Enfance (Shōnenki) (1951) de Keisuke Kinoshita
On reste en enfance sur Shangols avec cette œuvre de Kinoshita (vous commencez à connaître, non ?). Keisuke aime les petits, ou tout du moins ceux qui n'ont pas pour raison de vivre la gloriole (c'est certes plus facile après-guerre de faire dans le modeste, mais ne soyons point cynique). Il est surtout question ici d'une mère et son fils, une mère courage prête à tout, avec le sourire et les mollets, pour nourrir sa famille, et un fils ado prêt à tout, avec un certain esprit de résilience, pour faire le dos rond, subir et grandir. Cette petite famille (les parents et trois gamins) quitte Tokyo pour se faire évacuer à la campagne ; l'avantage ? Les raids aériens qui en 1944 commencent à menacer la grande ville nippone ; l'inconvénient ? la population locale guère encline à voir ces intellectuels venir dans leur jardin pour bouffer leurs patates. Dans un premier temps, le gamin, Ichirô, reste seul à Tokyo pour ne pas avoir à changer d'école... Seulement voilà, il est vite dans la ligne de mire de l'un des instructeurs (dès l'école, on forme de futurs soldats, la chierie) : ce gamin malingre qui court voir sa mère à la cambrousse dès qu'il y a une alerte se fait forcément mal voir de ces connards sans cœur ; tu me feras trois tours de l'école et sur un rythme plus élevé... Le gamin craque et vient s'installer avec ses parents... Mais là encore (les enfants sont cruels) il devient rapidement au sein de l'école une tête de Turc... La mère, elle, est sur tous les terrains (couture, bouffe, cuisine, rangement...) pour pallier une certaine défection du père... Ce dernier (guère favorable à l'esprit guerrier...) passe sa vie à lire sans agir. Un intellectuel qui emmerde en silence les autres mais qui donne aussi une sale image de la famille. Si ça fait marrer la mère, toujours débonnaire, le fils serre un peu plus des fesses ; dans cette époque de patriotisme à tout va, son père ne se pose guère en modèle et il en paye un peu le prix à l'extérieur... Pourra-t-il, notre Ishirô, s'en remettre ?

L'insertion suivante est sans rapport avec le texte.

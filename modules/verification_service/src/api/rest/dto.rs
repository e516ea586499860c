//! REST DTOs with serde derives for HTTP API

use chrono::NaiveDate;
use serde::{Deserialize, Serialize};
use utoipa::ToSchema;

/// List-view verification request DTO
#[derive(Debug, Clone, Serialize, Deserialize, ToSchema)]
pub struct VerificationSummaryDto {
    #[schema(example = "EXT-2024-0042")]
    pub request_id: String,

    pub applicant: String,

    #[schema(example = "Identity")]
    pub category: String,

    pub submitted_date: NaiveDate,

    #[schema(example = "Pending")]
    pub status: String,

    pub contact_info: String,

    pub address: String,
}

/// Submitted file DTO, including rejection details when present
#[derive(Debug, Clone, Serialize, Deserialize, ToSchema)]
pub struct VerificationFileDto {
    pub file_id: i64,

    pub document_type: String,

    pub file_link: String,

    pub submitted_date: NaiveDate,

    #[serde(skip_serializing_if = "Option::is_none")]
    pub rejection_reason: Option<String>,

    #[serde(skip_serializing_if = "Option::is_none")]
    pub comment: Option<String>,
}

/// Detail-view DTO, including submitted files
#[derive(Debug, Clone, Serialize, Deserialize, ToSchema)]
pub struct VerificationDetailsDto {
    pub request_id: String,

    pub applicant: String,

    pub category: String,

    pub submitted_date: NaiveDate,

    pub status: String,

    pub contact_info: String,

    pub address: String,

    pub files: Vec<VerificationFileDto>,
}

/// Update request body
#[derive(Debug, Clone, Deserialize, ToSchema)]
pub struct VerificationUpdateDto {
    #[schema(example = "Verified")]
    pub status: String,

    pub category: String,

    pub applicant: String,

    pub contact_info: String,

    pub address: String,
}

/// Plain message response for update/delete
#[derive(Debug, Clone, Serialize, ToSchema)]
pub struct MessageResponse {
    pub message: String,
}
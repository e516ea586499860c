//! Static data provider for the dashboard
//!
//! Deterministic sample values; the reporting pipeline that will feed
//! real numbers lives outside this service.

use crate::model::{
    DashboardData, DashboardMetric, MonthlyActivity, QuickAction, QuickActionsResponse,
};

/// Key metrics and activity data for the admin dashboard
pub fn dashboard_data() -> DashboardData {
    DashboardData {
        total_poa_requests: DashboardMetric {
            current_month: 240,
            comparison_percent: "+5.2% vs last month".to_string(),
        },
        pending_approvals: DashboardMetric {
            current_month: 12,
            comparison_percent: "+12.0% vs last month".to_string(),
        },
        verified_agents: DashboardMetric {
            current_month: 12,
            comparison_percent: "+1.5% vs last month".to_string(),
        },
        rejected_kyc_issues: DashboardMetric {
            current_month: 5,
            comparison_percent: "-3.1% vs last month".to_string(),
        },
        monthly_activity: monthly_activity(),
        annual_total: 1482,
        last_6_month_increase: "+15.8% Last 6 Months".to_string(),
    }
}

fn monthly_activity() -> Vec<MonthlyActivity> {
    let counts: [(&str, i64); 12] = [
        ("Jan", 25),
        ("Feb", 60),
        ("Mar", 10),
        ("Apr", 150),
        ("May", 2000),
        ("Jun", 500),
        ("Jul", 1800),
        ("Aug", 100),
        ("Sep", 50),
        ("Oct", 150),
        ("Nov", 100),
        ("Dec", 10),
    ];

    counts
        .into_iter()
        .map(|(month, count)| MonthlyActivity {
            month: month.to_string(),
            count,
        })
        .collect()
}

/// Static quick-action list for the admin landing page
pub fn quick_actions() -> QuickActionsResponse {
    QuickActionsResponse {
        actions: vec![
            QuickAction {
                id: "review_urgent".to_string(),
                label: "Review Urgent Approvals".to_string(),
                description: "Review items flagged as urgent".to_string(),
            },
            QuickAction {
                id: "assign_flagged".to_string(),
                label: "Assign Flagged Requests".to_string(),
                description: "Assign requests that need manual review".to_string(),
            },
            QuickAction {
                id: "view_suspicious".to_string(),
                label: "View Suspicious Accounts".to_string(),
                description: "Open the suspicious accounts queue".to_string(),
            },
        ],
    }
}

#[cfg(test)]
mod tests {
    use super::*;

    #[test]
    fn dashboard_data_is_deterministic() {
        let first = dashboard_data();
        let second = dashboard_data();
        assert_eq!(first.total_poa_requests.current_month, 240);
        assert_eq!(
            first.total_poa_requests.current_month,
            second.total_poa_requests.current_month
        );
        assert_eq!(first.monthly_activity.len(), 12);
        assert_eq!(first.monthly_activity[0].month, "Jan");
        assert_eq!(first.annual_total, second.annual_total);
    }

    #[test]
    fn quick_actions_include_urgent_review() {
        let actions = quick_actions();
        assert!(actions.actions.iter().any(|a| a.id == "review_urgent"));
    }
}
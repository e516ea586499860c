//! Database migrations for the verification service

use sea_orm_migration::prelude::*;

pub struct Migrator;

#[async_trait::async_trait]
impl MigratorTrait for Migrator {
    fn migrations() -> Vec<Box<dyn MigrationTrait>> {
        vec![
            Box::new(m20250812_000001_create_external_doc_verifications::Migration),
            Box::new(m20250812_000002_create_external_doc_files::Migration),
        ]
    }

    // Each module tracks its own migrations; the bootstrap runs several
    // migrators against the same store.
    fn migration_table_name() -> sea_orm::DynIden {
        Alias::new("verification_service_migrations").into_iden()
    }
}

mod m20250812_000001_create_external_doc_verifications {
    use super::*;

    #[derive(DeriveMigrationName)]
    pub struct Migration;

    #[async_trait::async_trait]
    impl MigrationTrait for Migration {
        async fn up(&self, manager: &SchemaManager) -> Result<(), DbErr> {
            manager
                .create_table(
                    Table::create()
                        .table(ExternalDocVerifications::Table)
                        .if_not_exists()
                        .col(
                            ColumnDef::new(ExternalDocVerifications::Id)
                                .big_integer()
                                .not_null()
                                .auto_increment()
                                .primary_key(),
                        )
                        .col(
                            ColumnDef::new(ExternalDocVerifications::RequestId)
                                .string()
                                .not_null()
                                .unique_key(),
                        )
                        .col(
                            ColumnDef::new(ExternalDocVerifications::Applicant)
                                .string()
                                .not_null(),
                        )
                        .col(
                            ColumnDef::new(ExternalDocVerifications::Category)
                                .string()
                                .not_null(),
                        )
                        .col(
                            ColumnDef::new(ExternalDocVerifications::SubmittedDate)
                                .date()
                                .not_null(),
                        )
                        .col(
                            ColumnDef::new(ExternalDocVerifications::Status)
                                .string()
                                .not_null(),
                        )
                        .col(
                            ColumnDef::new(ExternalDocVerifications::ContactInfo)
                                .string()
                                .not_null(),
                        )
                        .col(
                            ColumnDef::new(ExternalDocVerifications::Address)
                                .string()
                                .not_null(),
                        )
                        .to_owned(),
                )
                .await?;

            manager
                .create_index(
                    Index::create()
                        .name("idx_external_doc_verifications_status")
                        .table(ExternalDocVerifications::Table)
                        .col(ExternalDocVerifications::Status)
                        .to_owned(),
                )
                .await?;

            Ok(())
        }

        async fn down(&self, manager: &SchemaManager) -> Result<(), DbErr> {
            manager
                .drop_table(
                    Table::drop()
                        .table(ExternalDocVerifications::Table)
                        .to_owned(),
                )
                .await
        }
    }

    #[derive(DeriveIden)]
    enum ExternalDocVerifications {
        Table,
        Id,
        RequestId,
        Applicant,
        Category,
        SubmittedDate,
        Status,
        ContactInfo,
        Address,
    }
}

mod m20250812_000002_create_external_doc_files {
    use super::*;

    #[derive(DeriveMigrationName)]
    pub struct Migration;

    #[async_trait::async_trait]
    impl MigrationTrait for Migration {
        async fn up(&self, manager: &SchemaManager) -> Result<(), DbErr> {
            manager
                .create_table(
                    Table::create()
                        .table(ExternalDocFiles::Table)
                        .if_not_exists()
                        .col(
                            ColumnDef::new(ExternalDocFiles::FileId)
                                .big_integer()
                                .not_null()
                                .auto_increment()
                                .primary_key(),
                        )
                        .col(
                            ColumnDef::new(ExternalDocFiles::RequestId)
                                .string()
                                .not_null(),
                        )
                        .col(
                            ColumnDef::new(ExternalDocFiles::DocumentType)
                                .string()
                                .not_null(),
                        )
                        .col(ColumnDef::new(ExternalDocFiles::FileLink).string().not_null())
                        .col(
                            ColumnDef::new(ExternalDocFiles::SubmittedDate)
                                .date()
                                .not_null(),
                        )
                        .col(ColumnDef::new(ExternalDocFiles::RejectionReason).string())
                        .col(ColumnDef::new(ExternalDocFiles::Comment).string())
                        .foreign_key(
                            ForeignKey::create()
                                .name("fk_external_doc_files_verification")
                                .from(ExternalDocFiles::Table, ExternalDocFiles::RequestId)
                                .to(
                                    ExternalDocVerifications::Table,
                                    ExternalDocVerifications::RequestId,
                                )
                                .on_delete(ForeignKeyAction::Cascade)
                                .on_update(ForeignKeyAction::Cascade),
                        )
                        .to_owned(),
                )
                .await?;

            manager
                .create_index(
                    Index::create()
                        .name("idx_external_doc_files_request_id")
                        .table(ExternalDocFiles::Table)
                        .col(ExternalDocFiles::RequestId)
                        .to_owned(),
                )
                .await?;

            Ok(())
        }

        async fn down(&self, manager: &SchemaManager) -> Result<(), DbErr> {
            manager
                .drop_table(Table::drop().table(ExternalDocFiles::Table).to_owned())
                .await
        }
    }

    #[derive(DeriveIden)]
    enum ExternalDocFiles {
        Table,
        FileId,
        RequestId,
        DocumentType,
        FileLink,
        SubmittedDate,
        RejectionReason,
        Comment,
    }

    #[derive(DeriveIden)]
    enum ExternalDocVerifications {
        Table,
        RequestId,
    }
}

On aime cette capacité chez Kinoshita à monter en parallèle ces chants guerriers, ces images de militaires partant vaillamment au front et ces plans plus serrés sur ces individus, la mère et le fils en particulier, qui regarde tout cela d’un peu loin... Certes, le fils, brimé, voudrait s'engager, être finalement comme les autres : il souffre trop des rumeurs qui courent sur son branle-manette de père... Mais on sent bien que tout le film tend finalement vers un but : montrer que le père, à la fin, sortira vainqueur de cette période (il n'a pas perdu son temps, lui, passant sa vie à bouquiner sans jamais croire à une quelconque victoire) et qu'il finira bien, grâce à son attitude zen pendant cette période troublée, par gagner les faveurs de son fils. Cela part un peu de loin, mais cela permet aussi avec cette réconciliation finale, de montrer une constante complicité entre une mère et son fils durant une guerre qui trouble les repères et qui va décimer et séparer les familles à tous les niveaux (très beau poème (teinté de pacifisme) cité dès le départ que je vous incite à apprendre par cœur). C'est elle qui parvient toujours à lui arracher un petit sourire, à ce grand nigaud qui n'a pour tout autre centre d'affection que ses poules... Il n'y a pas de "grands moments", de grandes scènes entre eux, mais ce lien se construit joliment par petites touches... Les scènes peut-être les plus marquantes sont celles où Ishirô doit faire face à la bêtise de ses profs ou de ses camarades (il n'a pas fini d'aller la chercher par terre sa casquette...) mais sa patience, en un sens, finira par payer. Film "joliment démonstratif" sur ces petites gens qui, pendant la guerre, n'ont eu d'autres soucis que de survivre "paisiblement", un film sans doute à contre-pied de tout idéal va-t-en-guerre qui fleurissait six ans plus tôt, une œuvre à "hauteur d'homme", sobre, propre, digne qui manque sans doute (pour faire la fine bouche) de "grandes scènes" plus touchantes pour ressortir de la filmo de Kinoshita (A noter tout de même les très belles séquences dans la première partie avec "les cerisiers en fleur dans le vent" comme symbole de la douceur de la vie versus le massacre guerrier).